Weber dalam Economic and Society (1978) mendefinisikan patrimonialisme sebagai pola kekuasaan yang dicirikan oleh ketaatan kepada pemimpin tradisional bukan karena otiritas legal firmal yang melekat pada sebuah posisi struktural, melainkan karena pribadinya.
Budaya politik patrimonialistik dicirikan oleh empat hal: Pertama, kecendrungan untuk mempertukarkan sumber daya (resources exchange). Kedua, kebijajannya bersifat partikularistik, tidak universalistik. Ketiga, penegakan hukum bersifat sekunder. Keempat, penguasa politik sering sekali mengaburkan antara kepentingan pribadi dan kepentingan umum.
Lanjutan dari politik patrimonial atau klientelisme yang juga membajak demokrasi adalah lahirnya negara atau pemerintahan bayangan (shadow state) yang merujuk pada studi Wiliam Reno di Sierra Leone, Afrika dan Barbara Haris White di India dan untuk di Asia Tenggara studi yang dilakukan Joel S Migdal dan Jhon T Sidel dan Syarif Hidayat sebagai basis teori negara bayangan.
Inti dari negara atau pemerintahan bayangan (shadow state) adalah terjadinya pengambilalihan terhadap sumber daya yang sedianya menjadi domain negara formal justru diambil alih oleh sistem patronase yang terorganisir ini. Negara dan pasar akhirnya menjadi duo aktor antagonis terhadap kesejahteraan rakyat karena yang penting bagi keduanya adalah mengamankan sekaligus memaksimalkan keuntungan di posisinya masing-masing melalui perannya masing-masing.
Perspektif sosiologi politik dengan pemilihan umum secara langsung yang menjadikan masyarakat sebagai arena pertarungan menimbulkan apa yang disebut dengan fenomena membantu dengan pemberian (endowed), sebagaimana dirumuskan oleh Lewis A. Coser (1977) membajak demokrasi dengan munculnya fenomena politik uang (money politic), jual beli suara (money buys voters) dan politik transaksional yang dilakukan peserta dan penyelenggara pemilu yang mengancam pemilu dilaksanakan secara jujur dan adil.

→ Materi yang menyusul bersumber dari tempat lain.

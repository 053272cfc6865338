//! SpellTable game creation.

use super::GameLink;
use crate::errors::{Error, Result};
use serde::Deserialize;

#[derive(Debug, Deserialize)]
#[serde(rename_all = "camelCase")]
struct CreateGameResponse {
    game_url: Option<String>,
}

/// Points legacy SpellTable hosts at the current domain.
#[must_use]
pub fn normalize_link(url: &str) -> String {
    url.replace("www.spelltable.com", "spelltable.wizards.com")
}

fn parse_response(body: &str) -> Result<GameLink> {
    let parsed: CreateGameResponse = serde_json::from_str(body)?;
    let url = parsed.game_url.ok_or_else(|| Error::LinkService {
        service: "SpellTable",
        message: format!("gameUrl missing from response: {body}"),
    })?;
    Ok(GameLink {
        link: Some(normalize_link(&url)),
        password: None,
    })
}

/// Asks SpellTable for a new game.
pub async fn create_game(client: &reqwest::Client, endpoint: &str, key: &str) -> Result<GameLink> {
    // The API does not always send a JSON content type, so decode the text ourselves.
    let body = client
        .post(endpoint)
        .header("key", key)
        .send()
        .await?
        .error_for_status()?
        .text()
        .await?;
    parse_response(&body)
}
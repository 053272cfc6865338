//! Guild entity - A Discord server that has interacted with the bot.
//!
//! Holds server-wide configuration such as whether game links are posted
//! publicly and whether voice channels are created for started games.

use sea_orm::entity::prelude::*;
use serde::{Deserialize, Serialize};

/// Guild database model
#[derive(Clone, Debug, PartialEq, Eq, DeriveEntityModel, Serialize, Deserialize)]
#[sea_orm(table_name = "guilds")]
pub struct Model {
    /// External Discord id of the guild
    #[sea_orm(primary_key, auto_increment = false)]
    pub xid: i64,
    /// When the guild was first seen
    pub created_at: DateTimeUtc,
    /// When the guild was last updated
    pub updated_at: DateTimeUtc,
    /// Most recently cached name of the guild
    pub name: Option<String>,
    /// Message of the day appended to every game post
    pub motd: Option<String>,
    /// Show game links publicly instead of only by DM
    pub show_links: bool,
    /// Create a voice channel for every started game
    pub voice_create: bool,
    /// Use the maximum bitrate for created voice channels
    pub use_max_bitrate: bool,
    /// Banned guilds are ignored entirely
    pub banned: bool,
    /// Notice shown to users of this guild
    pub notice: Option<String>,
    /// Category to suggest voice channels from
    pub suggest_voice_category: Option<String>,
}

/// Defines relationships between Guild and other entities
#[derive(Copy, Clone, Debug, EnumIter, DeriveRelation)]
pub enum Relation {
    /// One guild has many channels
    #[sea_orm(has_many = "super::channel::Entity")]
    Channels,
    /// One guild has many games
    #[sea_orm(has_many = "super::game::Entity")]
    Games,
    /// One guild has many awards
    #[sea_orm(has_many = "super::guild_award::Entity")]
    Awards,
}

impl Related<super::channel::Entity> for Entity {
    fn to() -> RelationDef {
        Relation::Channels.def()
    }
}

impl Related<super::game::Entity> for Entity {
    fn to() -> RelationDef {
        Relation::Games.def()
    }
}

impl Related<super::guild_award::Entity> for Entity {
    fn to() -> RelationDef {
        Relation::Awards.def()
    }
}

impl ActiveModelBehavior for ActiveModel {}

Para ilmuan, peneliti dan akademisi telah banyak melakukan riset dan studi tentang fenonena dibajaknya demokrasi di negara-negara berkembang oleh elite baik dalam area pemerintahan lokal (local goverment) maupun pemerintahan nasional atau pusat.
Riset dan kajian semacam ini diperlukan, karena merupakan hulu persoalan pemerintahan yang mesti diselesaikan. Pembajakan demokrasi oleh elite dengan berbagai fenomena dan bentuknya itu harus dicegah melalui keberpihakan dan komitmen untuk memperbaiki konsolidasi demokrasi.
Solusi untuk Aksi
Berbagai fenomena demokrasi yang dibajak oleh kepentingan elite tentu saja harus diselamatkan. Bagaimana solusi untuk aksi agar konsolidasi demokrasi di Indonesia tidak terncam gagal dan Indonesia terancam menjadi negara gagal.
Pertama, sudah menjadi keharusan dan kewajiban agar penyelenggara Pemilu bekerja profesional dan transparan menjunjung prinsip kejujuran dan keadilan, berpihak pada penyelenggaraan pemilihan umum yang demokratis, jujur dan adil dan Mahkamah Konstitusi dapat bekerja secara profesional dan mengedepankan prinsip keadilan, kepastian dan kemanfaatan hukum bagi masyarakat Indonesia.
Kedua, negara dan pemerintah menjamin Indonesia tidak terancam menjadi negara gagal sebagaimana Kompas, 16 Juli 2011, menulis tentang "Indonesia Miliki Ciri Negara Gagal" yaitu: 1) tak ada jaminan keamanan untuk semua warga negara. 2) hilangnya kepercayaan masyarakat terhadap pemerintah. 3) korupsi justru dilakukan lembaga yang seharusnya melakukan pemberantasan terhadapnya. 4) terjadinya bentrokan horizontal. 5) pemerintah gagal memenuhi kebutuhan masyarakat.